Task details: The answer must be every line of the records in which the string "None" appears.

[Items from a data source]

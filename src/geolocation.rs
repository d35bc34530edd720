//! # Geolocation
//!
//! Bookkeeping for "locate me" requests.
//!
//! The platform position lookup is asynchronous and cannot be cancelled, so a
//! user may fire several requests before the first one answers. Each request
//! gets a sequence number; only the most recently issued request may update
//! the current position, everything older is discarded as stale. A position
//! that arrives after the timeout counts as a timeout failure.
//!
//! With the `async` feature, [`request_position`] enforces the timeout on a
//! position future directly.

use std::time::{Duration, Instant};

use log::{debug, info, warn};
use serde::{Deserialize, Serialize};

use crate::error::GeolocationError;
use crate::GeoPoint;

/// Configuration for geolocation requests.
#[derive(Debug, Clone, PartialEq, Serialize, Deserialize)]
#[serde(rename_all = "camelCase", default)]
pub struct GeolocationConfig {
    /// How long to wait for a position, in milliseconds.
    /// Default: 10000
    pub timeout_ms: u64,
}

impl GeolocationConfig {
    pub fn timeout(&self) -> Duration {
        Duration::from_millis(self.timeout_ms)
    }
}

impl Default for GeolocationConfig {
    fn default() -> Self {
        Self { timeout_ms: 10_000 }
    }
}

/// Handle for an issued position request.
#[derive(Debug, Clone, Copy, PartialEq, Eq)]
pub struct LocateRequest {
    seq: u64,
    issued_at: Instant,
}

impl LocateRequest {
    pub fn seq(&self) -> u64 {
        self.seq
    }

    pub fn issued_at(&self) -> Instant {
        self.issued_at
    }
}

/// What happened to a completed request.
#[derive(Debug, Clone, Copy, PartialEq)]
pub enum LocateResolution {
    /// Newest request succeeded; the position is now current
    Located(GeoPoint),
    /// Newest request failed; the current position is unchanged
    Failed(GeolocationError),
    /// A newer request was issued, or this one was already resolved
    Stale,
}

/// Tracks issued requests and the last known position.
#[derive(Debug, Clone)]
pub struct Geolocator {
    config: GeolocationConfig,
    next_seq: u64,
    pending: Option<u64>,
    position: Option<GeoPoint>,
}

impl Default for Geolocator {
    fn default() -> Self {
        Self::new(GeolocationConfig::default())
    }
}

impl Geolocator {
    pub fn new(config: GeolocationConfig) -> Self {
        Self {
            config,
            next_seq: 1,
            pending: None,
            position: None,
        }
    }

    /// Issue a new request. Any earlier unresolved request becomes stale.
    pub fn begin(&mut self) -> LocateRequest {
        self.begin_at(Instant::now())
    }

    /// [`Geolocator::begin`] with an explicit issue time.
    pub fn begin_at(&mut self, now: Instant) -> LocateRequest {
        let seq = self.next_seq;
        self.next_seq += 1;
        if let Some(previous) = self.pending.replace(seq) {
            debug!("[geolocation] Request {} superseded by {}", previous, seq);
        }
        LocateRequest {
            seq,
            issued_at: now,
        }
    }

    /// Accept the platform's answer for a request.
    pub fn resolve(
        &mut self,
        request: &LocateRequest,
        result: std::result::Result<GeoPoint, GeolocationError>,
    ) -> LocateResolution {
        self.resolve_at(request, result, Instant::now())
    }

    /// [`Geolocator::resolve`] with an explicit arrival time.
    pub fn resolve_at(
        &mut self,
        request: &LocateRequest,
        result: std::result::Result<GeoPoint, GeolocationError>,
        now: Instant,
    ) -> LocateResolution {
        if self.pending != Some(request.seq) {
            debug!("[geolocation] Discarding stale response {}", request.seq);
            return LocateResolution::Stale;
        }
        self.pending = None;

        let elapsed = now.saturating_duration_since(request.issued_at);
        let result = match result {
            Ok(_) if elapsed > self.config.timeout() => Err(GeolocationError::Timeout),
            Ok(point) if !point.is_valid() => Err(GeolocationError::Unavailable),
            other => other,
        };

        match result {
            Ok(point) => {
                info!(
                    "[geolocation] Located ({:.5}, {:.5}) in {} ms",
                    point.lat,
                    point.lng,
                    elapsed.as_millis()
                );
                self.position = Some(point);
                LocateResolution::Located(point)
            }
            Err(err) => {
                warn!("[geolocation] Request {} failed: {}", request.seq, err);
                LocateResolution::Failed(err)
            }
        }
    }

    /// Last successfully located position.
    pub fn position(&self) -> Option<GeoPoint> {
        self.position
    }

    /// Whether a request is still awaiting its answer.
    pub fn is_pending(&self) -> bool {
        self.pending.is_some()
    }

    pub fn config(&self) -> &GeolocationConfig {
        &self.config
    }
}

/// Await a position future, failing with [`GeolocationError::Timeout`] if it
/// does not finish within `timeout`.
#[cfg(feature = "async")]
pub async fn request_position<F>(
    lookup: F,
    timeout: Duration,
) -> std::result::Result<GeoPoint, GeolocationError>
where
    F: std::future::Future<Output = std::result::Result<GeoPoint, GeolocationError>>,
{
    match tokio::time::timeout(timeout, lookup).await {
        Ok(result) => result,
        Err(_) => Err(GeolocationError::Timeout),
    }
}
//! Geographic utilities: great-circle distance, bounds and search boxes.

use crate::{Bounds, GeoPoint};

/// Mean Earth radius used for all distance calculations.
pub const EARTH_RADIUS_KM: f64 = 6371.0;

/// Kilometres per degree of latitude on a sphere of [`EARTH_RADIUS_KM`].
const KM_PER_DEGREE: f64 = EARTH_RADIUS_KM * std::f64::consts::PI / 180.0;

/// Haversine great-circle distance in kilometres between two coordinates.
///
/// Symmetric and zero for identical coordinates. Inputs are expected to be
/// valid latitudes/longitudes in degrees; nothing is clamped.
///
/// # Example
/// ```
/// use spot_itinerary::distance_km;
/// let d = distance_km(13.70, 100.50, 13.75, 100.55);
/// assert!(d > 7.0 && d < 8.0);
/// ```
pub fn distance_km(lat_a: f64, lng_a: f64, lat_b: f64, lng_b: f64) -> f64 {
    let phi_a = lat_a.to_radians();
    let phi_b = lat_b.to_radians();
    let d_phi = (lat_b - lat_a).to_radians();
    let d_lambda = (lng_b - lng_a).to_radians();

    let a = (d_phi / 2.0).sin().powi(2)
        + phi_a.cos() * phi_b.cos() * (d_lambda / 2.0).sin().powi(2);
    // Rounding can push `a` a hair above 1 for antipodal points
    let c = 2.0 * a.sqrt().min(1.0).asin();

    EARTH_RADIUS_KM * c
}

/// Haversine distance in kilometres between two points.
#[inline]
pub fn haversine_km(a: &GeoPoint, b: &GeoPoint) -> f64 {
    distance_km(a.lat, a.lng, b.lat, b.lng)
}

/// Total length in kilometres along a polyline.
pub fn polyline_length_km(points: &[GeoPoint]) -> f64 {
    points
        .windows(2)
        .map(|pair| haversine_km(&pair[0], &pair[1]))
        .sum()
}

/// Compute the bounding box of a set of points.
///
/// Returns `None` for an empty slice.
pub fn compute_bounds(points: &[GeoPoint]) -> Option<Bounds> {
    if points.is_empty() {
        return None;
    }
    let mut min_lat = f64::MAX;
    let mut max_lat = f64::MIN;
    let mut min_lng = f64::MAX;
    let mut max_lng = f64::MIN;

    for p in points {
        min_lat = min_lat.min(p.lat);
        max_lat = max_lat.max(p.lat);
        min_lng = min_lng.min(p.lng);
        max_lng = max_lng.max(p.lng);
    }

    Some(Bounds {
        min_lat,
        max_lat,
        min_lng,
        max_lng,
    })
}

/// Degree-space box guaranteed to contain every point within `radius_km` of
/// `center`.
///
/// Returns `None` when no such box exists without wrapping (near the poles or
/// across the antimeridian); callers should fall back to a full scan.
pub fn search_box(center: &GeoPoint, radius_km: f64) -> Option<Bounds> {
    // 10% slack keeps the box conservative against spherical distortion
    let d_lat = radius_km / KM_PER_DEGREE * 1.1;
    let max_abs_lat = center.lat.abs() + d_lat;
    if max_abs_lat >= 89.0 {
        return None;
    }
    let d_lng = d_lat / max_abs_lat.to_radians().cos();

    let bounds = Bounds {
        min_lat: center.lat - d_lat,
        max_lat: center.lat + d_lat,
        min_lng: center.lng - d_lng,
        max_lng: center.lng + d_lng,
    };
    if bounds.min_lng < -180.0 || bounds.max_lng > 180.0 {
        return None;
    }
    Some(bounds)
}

==

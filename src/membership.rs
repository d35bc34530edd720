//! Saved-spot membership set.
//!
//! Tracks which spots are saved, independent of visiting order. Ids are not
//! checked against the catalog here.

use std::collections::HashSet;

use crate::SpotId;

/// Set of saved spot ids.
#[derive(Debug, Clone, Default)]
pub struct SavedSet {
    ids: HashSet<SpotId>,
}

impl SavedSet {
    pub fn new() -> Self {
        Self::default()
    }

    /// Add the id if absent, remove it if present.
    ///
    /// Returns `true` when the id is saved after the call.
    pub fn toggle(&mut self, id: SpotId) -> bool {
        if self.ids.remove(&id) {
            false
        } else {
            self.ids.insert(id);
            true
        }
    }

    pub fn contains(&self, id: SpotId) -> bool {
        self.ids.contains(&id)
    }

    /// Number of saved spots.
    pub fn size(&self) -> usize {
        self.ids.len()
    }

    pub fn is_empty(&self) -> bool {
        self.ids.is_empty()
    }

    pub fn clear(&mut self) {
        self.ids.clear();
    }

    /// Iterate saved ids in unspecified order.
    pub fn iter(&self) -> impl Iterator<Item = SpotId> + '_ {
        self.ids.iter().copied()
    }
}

Result of this task:
            pending: None,
            position: None,
        self.pending = None;
/// Returns `None` for an empty slice.
        return None;
/// Returns `None` when no such box exists without wrapping (near the poles or
        return None;
        return None;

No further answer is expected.